Within the records below, how many lines hold the word "diagnostics"? Only the number should be returned.

____

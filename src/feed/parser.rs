use roxmltree::{Document, ParsingOptions};
use thiserror::Error;

/// Which attempt produced a document.
#[derive(Debug, Clone, Copy, PartialEq, Eq)]
pub enum ParseStage {
    /// The whole body parsed as-is.
    Direct,
    /// The body parsed from `offset`, where `anchor` was found.
    Fallback { offset: usize, anchor: Anchor },
}

/// Markers the fallback looks for when the body has a non-XML preamble.
#[derive(Debug, Clone, Copy, PartialEq, Eq)]
pub enum Anchor {
    /// `<?xml`, matched case-sensitively.
    Prolog,
    /// `<rss`, matched ASCII case-insensitively.
    RssRoot,
}

/// A feed document from exactly one successful parse attempt.
pub struct FeedDocument<'input> {
    doc: Document<'input>,
    stage: ParseStage,
}

impl<'input> FeedDocument<'input> {
    pub fn document(&self) -> &Document<'input> {
        &self.doc
    }

    pub fn stage(&self) -> ParseStage {
        self.stage
    }
}

impl std::fmt::Debug for FeedDocument<'_> {
    fn fmt(&self, f: &mut std::fmt::Formatter<'_>) -> std::fmt::Result {
        f.debug_struct("FeedDocument")
            .field("root", &self.doc.root_element().tag_name().name())
            .field("stage", &self.stage)
            .finish()
    }
}

/// Both parse attempts failed (or no anchor existed for the second).
#[derive(Debug, Error)]
#[error("XML parse error: {direct}")]
pub struct XmlParseError {
    /// Error from parsing the whole body.
    pub direct: roxmltree::Error,
    /// Anchor offset and error from the fallback attempt, if one was made.
    pub fallback: Option<(usize, roxmltree::Error)>,
}

/// Parses a feed body, recovering from a non-XML preamble.
///
/// First the whole body is parsed strictly. If that fails, the body is
/// searched for `<?xml`, or failing that `<rss` in any letter case, and the
/// text from that position on is parsed strictly once more. The returned
/// document records which attempt succeeded.
///
/// A DOCTYPE is accepted, as older RSS 0.91 feeds carry one. External DTDs
/// and external entities are never loaded; only internal entities expand.
///
/// # Errors
///
/// Returns [`XmlParseError`] carrying both attempts' diagnostics when neither
/// attempt yields a document.
pub fn parse_feed(body: &str) -> Result<FeedDocument<'_>, XmlParseError> {
    let direct = match attempt(body) {
        Ok(doc) => {
            return Ok(FeedDocument {
                doc,
                stage: ParseStage::Direct,
            })
        }
        Err(e) => e,
    };

    tracing::debug!(error = %direct, "Direct XML parse failed, looking for a later document start");

    let Some((offset, anchor)) = find_anchor(body) else {
        return Err(XmlParseError {
            direct,
            fallback: None,
        });
    };

    match attempt(&body[offset..]) {
        Ok(doc) => {
            tracing::debug!(offset = offset, anchor = ?anchor, "Parsed feed from fallback offset");
            Ok(FeedDocument {
                doc,
                stage: ParseStage::Fallback { offset, anchor },
            })
        }
        Err(e) => Err(XmlParseError {
            direct,
            fallback: Some((offset, e)),
        }),
    }
}

/// One strict parse.
fn attempt(text: &str) -> Result<Document<'_>, roxmltree::Error> {
    let options = ParsingOptions {
        allow_dtd: true,
        ..ParsingOptions::default()
    };
    Document::parse_with_options(text, options)
}

/// Finds where a well-formed document might start inside a noisy body.
fn find_anchor(body: &str) -> Option<(usize, Anchor)> {
    if let Some(pos) = body.find("<?xml") {
        return Some((pos, Anchor::Prolog));
    }
    // A match starts on '<', which is ASCII, so `pos` is a char boundary
    body.as_bytes()
        .windows(4)
        .position(|w| w.eq_ignore_ascii_case(b"<rss"))
        .map(|pos| (pos, Anchor::RssRoot))
}
use thiserror::Error;

use crate::feed::extract::{extract_items, ResultItem};
use crate::feed::fetcher::{FeedFetcher, FetchedResponse, TransportError};
use crate::feed::parser::{parse_feed, ParseStage};
use crate::feed::validate::validate;
use crate::host::{HostContext, ADMIN_EXCERPT_BYTES, LOG_EXCERPT_BYTES};
use crate::query::Query;
use crate::util::truncate_bytes;

/// Failures that end a search before any results can be shown.
#[derive(Debug, Error)]
pub enum SearchError {
    /// No response was obtained (network, timeout, oversized body)
    #[error(transparent)]
    Transport(#[from] TransportError),
    /// The server answered with something other than 200
    #[error("HTTP error: status {code}")]
    Status { code: u16, url: String },
    /// Status 200 but nothing in the body
    #[error("Empty response body")]
    EmptyBody,
    /// Neither the direct nor the fallback parse produced a document
    #[error("Parse error: {}", .0.direct_error)]
    Parse(ParseFailure),
}

/// Diagnostic context for a body that could not be parsed.
#[derive(Debug, Clone, PartialEq, Eq)]
pub struct ParseFailure {
    pub status: u16,
    pub content_type: Option<String>,
    /// Start of the normalized body, at most 16384 bytes.
    pub body: String,
    pub direct_error: String,
    /// Offset and error of the fallback attempt, if an anchor was found.
    pub fallback_error: Option<(usize, String)>,
}

impl ParseFailure {
    /// The first 8192 bytes of the body, as written to the diagnostic log.
    pub fn excerpt(&self) -> &str {
        truncate_bytes(&self.body, LOG_EXCERPT_BYTES)
    }
}

/// The single result of one search invocation.
#[derive(Debug)]
pub enum Outcome {
    /// At least one valid item, in feed order.
    Success(Vec<ResultItem>),
    /// No query was given; nothing was fetched.
    EmptyQuery,
    /// The feed parsed but held no usable items.
    NoResults,
    Failed(SearchError),
}

impl Outcome {
    pub fn is_success(&self) -> bool {
        matches!(self, Outcome::Success(_))
    }

    /// Whether the outcome represents a failure of the search itself.
    pub fn is_error(&self) -> bool {
        matches!(self, Outcome::Failed(_))
    }

    pub fn items(&self) -> &[ResultItem] {
        match self {
            Outcome::Success(items) => items,
            _ => &[],
        }
    }
}

impl From<SearchError> for Outcome {
    fn from(err: SearchError) -> Self {
        Outcome::Failed(err)
    }
}

/// Runs one search end to end.
///
/// `None` means the host had no query to offer; the outcome is
/// [`Outcome::EmptyQuery`] and the network is never touched.
///
/// # Arguments
///
/// * `fetcher` - HTTP client and endpoint; reusable across searches
/// * `query` - Sanitized query, or `None` when the input was blank
/// * `ctx` - Debug and privilege flags of the caller
pub async fn search(fetcher: &FeedFetcher, query: Option<&Query>, ctx: &HostContext) -> Outcome {
    let Some(query) = query else {
        return Outcome::EmptyQuery;
    };

    tracing::info!(query = %query, "Searching news feed");

    let response = match fetcher.fetch(query).await {
        Ok(response) => response,
        Err(e) => {
            tracing::warn!(error = %e, "Search feed request failed");
            return SearchError::Transport(e).into();
        }
    };

    evaluate(&response, ctx)
}

/// Turns a fetched response into an outcome.
///
/// This is everything after the network call: validation, parsing with
/// fallback, and extraction. It is a pure function of the response, so the
/// same response always yields the same outcome.
///
/// # Arguments
///
/// * `response` - Status, headers and raw body as received
/// * `ctx` - Decides whether diagnostics for rejected responses and skipped
///   items are logged
///
/// # Returns
///
/// - [`Outcome::Success`] - At least one valid item
/// - [`Outcome::NoResults`] - The feed parsed but no item survived extraction
/// - [`Outcome::Failed`] with [`SearchError::Status`] - Status other than 200
/// - [`Outcome::Failed`] with [`SearchError::EmptyBody`] - Nothing after BOM and whitespace
/// - [`Outcome::Failed`] with [`SearchError::Parse`] - Neither parse attempt succeeded
pub fn evaluate(response: &FetchedResponse, ctx: &HostContext) -> Outcome {
    let diagnostics = ctx.diagnostics();

    let body = match validate(response) {
        Ok(body) => body,
        Err(err) => {
            if let SearchError::Status { code, url } = &err {
                diagnostics.non_success_status(*code, url);
            }
            return err.into();
        }
    };

    let feed = match parse_feed(&body) {
        Ok(feed) => feed,
        Err(err) => {
            let content_type = response.content_type();
            diagnostics.parse_failed(response.status, content_type, &body);
            return SearchError::Parse(ParseFailure {
                status: response.status,
                content_type: content_type.map(str::to_string),
                body: truncate_bytes(&body, ADMIN_EXCERPT_BYTES).to_string(),
                direct_error: err.direct.to_string(),
                fallback_error: err.fallback.map(|(offset, e)| (offset, e.to_string())),
            })
            .into();
        }
    };

    if let ParseStage::Fallback { offset, anchor } = feed.stage() {
        tracing::info!(offset = offset, anchor = ?anchor, "Recovered feed after non-XML preamble");
    }

    let extraction = extract_items(&feed);
    for skipped in &extraction.skipped {
        diagnostics.skipped_item(skipped.index, &skipped.reason, &skipped.excerpt);
    }

    tracing::debug!(
        strategy = ?extraction.strategy,
        candidates = extraction.candidates,
        valid = extraction.items.len(),
        skipped = extraction.skipped.len(),
        "Extracted feed items"
    );

    if extraction.items.is_empty() {
        diagnostics.no_items(&body);
        return Outcome::NoResults;
    }

    Outcome::Success(extraction.items)
}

____

**Result of the task**
7